What lines in the data hold the string "found"? Show them.

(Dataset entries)
- Opening Delimiter -

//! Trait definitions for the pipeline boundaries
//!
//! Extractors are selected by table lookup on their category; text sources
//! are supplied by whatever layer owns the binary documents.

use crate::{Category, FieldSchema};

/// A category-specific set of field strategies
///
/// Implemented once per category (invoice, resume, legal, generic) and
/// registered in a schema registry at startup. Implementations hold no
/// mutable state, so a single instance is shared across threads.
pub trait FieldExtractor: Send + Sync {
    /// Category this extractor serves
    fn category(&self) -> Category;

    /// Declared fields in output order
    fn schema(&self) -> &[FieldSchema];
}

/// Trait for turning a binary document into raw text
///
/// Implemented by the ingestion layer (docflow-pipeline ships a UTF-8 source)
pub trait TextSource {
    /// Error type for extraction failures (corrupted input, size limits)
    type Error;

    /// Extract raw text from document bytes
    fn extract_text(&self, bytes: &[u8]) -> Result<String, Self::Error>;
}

- Closing Delimiter -
- Opening Delimiter -

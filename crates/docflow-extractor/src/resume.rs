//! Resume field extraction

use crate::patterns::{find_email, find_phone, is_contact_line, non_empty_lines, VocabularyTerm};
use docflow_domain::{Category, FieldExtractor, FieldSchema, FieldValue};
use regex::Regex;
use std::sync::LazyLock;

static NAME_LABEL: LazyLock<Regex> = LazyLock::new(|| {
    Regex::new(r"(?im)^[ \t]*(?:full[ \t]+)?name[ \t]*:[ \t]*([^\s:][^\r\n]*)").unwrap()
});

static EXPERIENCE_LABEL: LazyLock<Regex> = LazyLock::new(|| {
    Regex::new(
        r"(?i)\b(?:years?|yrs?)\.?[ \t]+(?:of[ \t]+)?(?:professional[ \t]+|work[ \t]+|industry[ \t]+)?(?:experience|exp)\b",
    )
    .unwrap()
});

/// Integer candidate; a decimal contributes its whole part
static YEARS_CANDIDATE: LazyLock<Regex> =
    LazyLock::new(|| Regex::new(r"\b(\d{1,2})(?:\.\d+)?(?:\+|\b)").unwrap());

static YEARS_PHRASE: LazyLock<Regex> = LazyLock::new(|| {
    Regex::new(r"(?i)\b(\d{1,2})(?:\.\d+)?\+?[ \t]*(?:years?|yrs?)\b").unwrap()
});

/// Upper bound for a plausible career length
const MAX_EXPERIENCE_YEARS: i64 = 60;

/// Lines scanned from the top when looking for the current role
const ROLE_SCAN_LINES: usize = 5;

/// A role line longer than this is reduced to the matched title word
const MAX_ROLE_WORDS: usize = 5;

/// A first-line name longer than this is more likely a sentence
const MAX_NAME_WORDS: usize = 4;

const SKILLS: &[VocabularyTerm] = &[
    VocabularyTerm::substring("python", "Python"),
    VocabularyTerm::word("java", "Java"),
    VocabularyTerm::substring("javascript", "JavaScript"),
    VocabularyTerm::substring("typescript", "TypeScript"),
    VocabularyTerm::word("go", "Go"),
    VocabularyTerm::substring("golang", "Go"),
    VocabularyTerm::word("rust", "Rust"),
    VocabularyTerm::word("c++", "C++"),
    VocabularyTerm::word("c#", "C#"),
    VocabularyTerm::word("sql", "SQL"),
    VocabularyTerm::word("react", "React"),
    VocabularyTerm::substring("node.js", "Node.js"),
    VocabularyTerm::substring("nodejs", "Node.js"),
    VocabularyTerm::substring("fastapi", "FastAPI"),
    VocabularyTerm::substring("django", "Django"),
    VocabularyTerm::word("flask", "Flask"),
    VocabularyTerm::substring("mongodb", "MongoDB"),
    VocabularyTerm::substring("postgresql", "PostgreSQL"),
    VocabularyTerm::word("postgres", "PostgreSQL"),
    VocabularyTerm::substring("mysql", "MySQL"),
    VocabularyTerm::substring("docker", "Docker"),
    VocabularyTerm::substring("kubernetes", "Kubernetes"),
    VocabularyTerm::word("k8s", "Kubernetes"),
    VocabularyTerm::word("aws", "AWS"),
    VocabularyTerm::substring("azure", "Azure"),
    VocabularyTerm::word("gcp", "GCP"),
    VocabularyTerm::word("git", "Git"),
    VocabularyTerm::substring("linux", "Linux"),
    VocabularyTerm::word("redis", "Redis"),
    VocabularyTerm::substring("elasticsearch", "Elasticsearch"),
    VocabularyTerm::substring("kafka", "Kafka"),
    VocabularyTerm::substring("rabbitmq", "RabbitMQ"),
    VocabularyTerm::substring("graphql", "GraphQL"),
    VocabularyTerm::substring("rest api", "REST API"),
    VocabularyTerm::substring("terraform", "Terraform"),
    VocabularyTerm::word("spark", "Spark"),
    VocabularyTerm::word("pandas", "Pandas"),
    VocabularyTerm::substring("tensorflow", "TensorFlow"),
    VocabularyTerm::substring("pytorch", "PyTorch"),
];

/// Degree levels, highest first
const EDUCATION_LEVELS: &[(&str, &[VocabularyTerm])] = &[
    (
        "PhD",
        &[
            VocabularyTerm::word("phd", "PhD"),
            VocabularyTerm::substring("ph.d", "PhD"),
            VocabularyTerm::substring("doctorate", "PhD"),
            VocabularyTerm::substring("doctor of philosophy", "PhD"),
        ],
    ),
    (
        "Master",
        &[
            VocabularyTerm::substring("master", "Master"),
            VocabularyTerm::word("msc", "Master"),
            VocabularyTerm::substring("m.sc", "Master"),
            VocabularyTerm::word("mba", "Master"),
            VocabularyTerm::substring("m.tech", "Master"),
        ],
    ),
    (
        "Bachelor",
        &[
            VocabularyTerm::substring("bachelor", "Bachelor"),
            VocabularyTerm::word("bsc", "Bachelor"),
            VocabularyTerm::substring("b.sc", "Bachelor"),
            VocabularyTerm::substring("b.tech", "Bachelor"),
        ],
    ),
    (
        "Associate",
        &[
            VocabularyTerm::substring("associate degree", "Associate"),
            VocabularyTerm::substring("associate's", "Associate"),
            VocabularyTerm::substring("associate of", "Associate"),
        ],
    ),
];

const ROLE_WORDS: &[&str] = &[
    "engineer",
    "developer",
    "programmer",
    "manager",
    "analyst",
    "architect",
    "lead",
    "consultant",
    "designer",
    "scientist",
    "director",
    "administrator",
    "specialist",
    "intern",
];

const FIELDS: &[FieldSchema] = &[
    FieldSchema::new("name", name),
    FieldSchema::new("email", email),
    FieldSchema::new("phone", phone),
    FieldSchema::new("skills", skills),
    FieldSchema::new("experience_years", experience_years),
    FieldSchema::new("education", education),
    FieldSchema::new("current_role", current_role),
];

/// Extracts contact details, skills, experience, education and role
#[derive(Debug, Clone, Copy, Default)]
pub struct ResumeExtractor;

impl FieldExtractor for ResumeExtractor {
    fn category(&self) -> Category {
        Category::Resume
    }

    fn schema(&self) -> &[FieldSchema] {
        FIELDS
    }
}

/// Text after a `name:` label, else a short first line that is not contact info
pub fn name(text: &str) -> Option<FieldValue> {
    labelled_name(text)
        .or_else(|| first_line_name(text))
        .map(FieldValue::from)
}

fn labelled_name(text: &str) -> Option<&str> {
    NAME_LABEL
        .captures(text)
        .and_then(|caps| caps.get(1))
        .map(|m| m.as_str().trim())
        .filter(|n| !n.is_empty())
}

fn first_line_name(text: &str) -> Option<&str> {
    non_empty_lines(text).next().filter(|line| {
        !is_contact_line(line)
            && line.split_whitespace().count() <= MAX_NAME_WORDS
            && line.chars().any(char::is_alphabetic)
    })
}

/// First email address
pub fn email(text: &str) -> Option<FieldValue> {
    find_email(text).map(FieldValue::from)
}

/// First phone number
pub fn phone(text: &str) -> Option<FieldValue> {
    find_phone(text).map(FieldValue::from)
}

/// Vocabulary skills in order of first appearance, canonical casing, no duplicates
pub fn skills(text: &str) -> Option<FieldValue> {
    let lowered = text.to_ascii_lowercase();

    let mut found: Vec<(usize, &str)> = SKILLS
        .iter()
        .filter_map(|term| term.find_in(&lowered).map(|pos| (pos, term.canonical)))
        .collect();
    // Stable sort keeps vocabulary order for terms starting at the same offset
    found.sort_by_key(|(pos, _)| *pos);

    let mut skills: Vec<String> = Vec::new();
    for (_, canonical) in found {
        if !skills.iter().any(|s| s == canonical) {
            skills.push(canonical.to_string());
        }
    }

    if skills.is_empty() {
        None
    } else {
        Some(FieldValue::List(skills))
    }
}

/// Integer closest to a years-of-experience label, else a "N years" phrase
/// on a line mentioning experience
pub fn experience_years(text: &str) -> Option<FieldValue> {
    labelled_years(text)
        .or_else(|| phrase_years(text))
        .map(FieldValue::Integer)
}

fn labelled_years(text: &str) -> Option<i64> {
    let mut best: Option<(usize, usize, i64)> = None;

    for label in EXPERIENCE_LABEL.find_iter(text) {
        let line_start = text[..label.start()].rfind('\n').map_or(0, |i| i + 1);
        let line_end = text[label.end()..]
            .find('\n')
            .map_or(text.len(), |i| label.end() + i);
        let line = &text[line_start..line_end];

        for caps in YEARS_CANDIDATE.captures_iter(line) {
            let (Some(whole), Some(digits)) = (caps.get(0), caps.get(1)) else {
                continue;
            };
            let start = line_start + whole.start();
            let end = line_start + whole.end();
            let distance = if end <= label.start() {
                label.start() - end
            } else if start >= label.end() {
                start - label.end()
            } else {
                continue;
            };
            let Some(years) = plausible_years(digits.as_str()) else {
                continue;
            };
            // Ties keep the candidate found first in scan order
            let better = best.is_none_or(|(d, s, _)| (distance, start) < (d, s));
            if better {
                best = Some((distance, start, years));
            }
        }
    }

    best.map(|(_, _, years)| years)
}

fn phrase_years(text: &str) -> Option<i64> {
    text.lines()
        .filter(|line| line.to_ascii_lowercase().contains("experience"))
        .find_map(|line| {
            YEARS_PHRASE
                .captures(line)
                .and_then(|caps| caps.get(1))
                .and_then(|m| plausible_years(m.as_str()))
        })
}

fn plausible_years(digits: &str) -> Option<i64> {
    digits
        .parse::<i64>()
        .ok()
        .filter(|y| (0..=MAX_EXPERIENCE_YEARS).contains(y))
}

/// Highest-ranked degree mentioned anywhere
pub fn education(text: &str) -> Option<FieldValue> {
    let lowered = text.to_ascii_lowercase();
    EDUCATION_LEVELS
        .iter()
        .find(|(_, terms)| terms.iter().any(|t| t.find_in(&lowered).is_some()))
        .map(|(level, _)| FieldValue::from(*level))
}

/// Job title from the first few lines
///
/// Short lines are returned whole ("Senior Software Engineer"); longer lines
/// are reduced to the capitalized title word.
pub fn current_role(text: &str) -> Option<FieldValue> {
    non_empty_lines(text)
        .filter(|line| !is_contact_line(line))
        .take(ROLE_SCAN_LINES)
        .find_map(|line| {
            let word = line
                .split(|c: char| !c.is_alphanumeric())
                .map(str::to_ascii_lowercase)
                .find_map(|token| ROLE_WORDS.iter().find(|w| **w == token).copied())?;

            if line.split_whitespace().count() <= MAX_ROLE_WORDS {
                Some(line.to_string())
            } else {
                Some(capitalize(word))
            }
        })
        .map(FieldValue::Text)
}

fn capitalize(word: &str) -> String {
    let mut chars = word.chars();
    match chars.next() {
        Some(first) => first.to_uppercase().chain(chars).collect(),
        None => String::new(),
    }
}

- Closing Delimiter -
- Opening Delimiter -

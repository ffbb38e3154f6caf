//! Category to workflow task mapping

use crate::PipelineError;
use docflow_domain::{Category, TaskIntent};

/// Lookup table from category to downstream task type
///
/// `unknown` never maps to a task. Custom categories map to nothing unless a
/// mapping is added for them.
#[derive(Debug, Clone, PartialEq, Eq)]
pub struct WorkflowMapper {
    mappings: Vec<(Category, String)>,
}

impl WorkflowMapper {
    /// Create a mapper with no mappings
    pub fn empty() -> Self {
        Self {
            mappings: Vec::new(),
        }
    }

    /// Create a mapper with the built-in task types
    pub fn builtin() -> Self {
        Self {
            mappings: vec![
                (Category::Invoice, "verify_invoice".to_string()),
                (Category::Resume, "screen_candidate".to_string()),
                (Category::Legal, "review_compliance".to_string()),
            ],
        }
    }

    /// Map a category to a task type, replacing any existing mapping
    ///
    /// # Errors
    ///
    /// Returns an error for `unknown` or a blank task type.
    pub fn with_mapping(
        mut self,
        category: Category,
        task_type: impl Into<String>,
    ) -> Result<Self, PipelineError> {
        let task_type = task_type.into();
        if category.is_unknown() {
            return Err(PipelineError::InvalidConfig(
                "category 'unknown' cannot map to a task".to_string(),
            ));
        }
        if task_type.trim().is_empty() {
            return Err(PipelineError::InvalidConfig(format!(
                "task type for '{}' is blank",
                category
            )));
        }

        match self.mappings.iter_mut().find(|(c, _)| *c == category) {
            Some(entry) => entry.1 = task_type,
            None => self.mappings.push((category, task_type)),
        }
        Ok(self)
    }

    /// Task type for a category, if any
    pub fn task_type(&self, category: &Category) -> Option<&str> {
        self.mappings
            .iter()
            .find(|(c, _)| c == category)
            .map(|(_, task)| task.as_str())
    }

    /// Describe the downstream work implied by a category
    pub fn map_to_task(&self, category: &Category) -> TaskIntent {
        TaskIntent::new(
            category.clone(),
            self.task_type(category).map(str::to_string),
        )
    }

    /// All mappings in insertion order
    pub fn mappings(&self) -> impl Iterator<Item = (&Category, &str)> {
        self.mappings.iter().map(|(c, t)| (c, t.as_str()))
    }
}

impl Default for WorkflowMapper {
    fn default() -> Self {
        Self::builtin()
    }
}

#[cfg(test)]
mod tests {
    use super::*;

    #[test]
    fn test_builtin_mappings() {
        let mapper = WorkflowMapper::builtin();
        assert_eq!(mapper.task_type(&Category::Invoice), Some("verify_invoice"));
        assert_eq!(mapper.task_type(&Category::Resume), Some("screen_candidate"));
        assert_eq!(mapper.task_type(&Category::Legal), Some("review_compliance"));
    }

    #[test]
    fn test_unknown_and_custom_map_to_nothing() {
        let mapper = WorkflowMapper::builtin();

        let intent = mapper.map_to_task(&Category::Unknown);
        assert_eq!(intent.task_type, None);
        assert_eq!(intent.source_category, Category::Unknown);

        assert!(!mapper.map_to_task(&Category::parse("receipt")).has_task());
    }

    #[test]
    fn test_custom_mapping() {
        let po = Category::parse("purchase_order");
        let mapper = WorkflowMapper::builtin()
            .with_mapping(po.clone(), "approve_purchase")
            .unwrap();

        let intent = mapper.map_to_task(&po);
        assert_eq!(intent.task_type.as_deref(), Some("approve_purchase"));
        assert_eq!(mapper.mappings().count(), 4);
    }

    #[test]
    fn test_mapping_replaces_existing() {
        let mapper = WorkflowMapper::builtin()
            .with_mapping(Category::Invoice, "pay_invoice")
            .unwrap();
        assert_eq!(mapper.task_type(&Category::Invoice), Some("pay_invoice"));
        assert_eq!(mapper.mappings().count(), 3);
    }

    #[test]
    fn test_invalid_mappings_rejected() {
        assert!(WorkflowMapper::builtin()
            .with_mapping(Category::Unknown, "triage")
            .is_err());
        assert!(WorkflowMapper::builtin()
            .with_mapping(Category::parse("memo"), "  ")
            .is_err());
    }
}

- Closing Delimiter -

• [Answer space]
    let mut found: Vec<(usize, &str)> = SKILLS
    found.sort_by_key(|(pos, _)| *pos);
    for (_, canonical) in found {
            // Ties keep the candidate found first in scan order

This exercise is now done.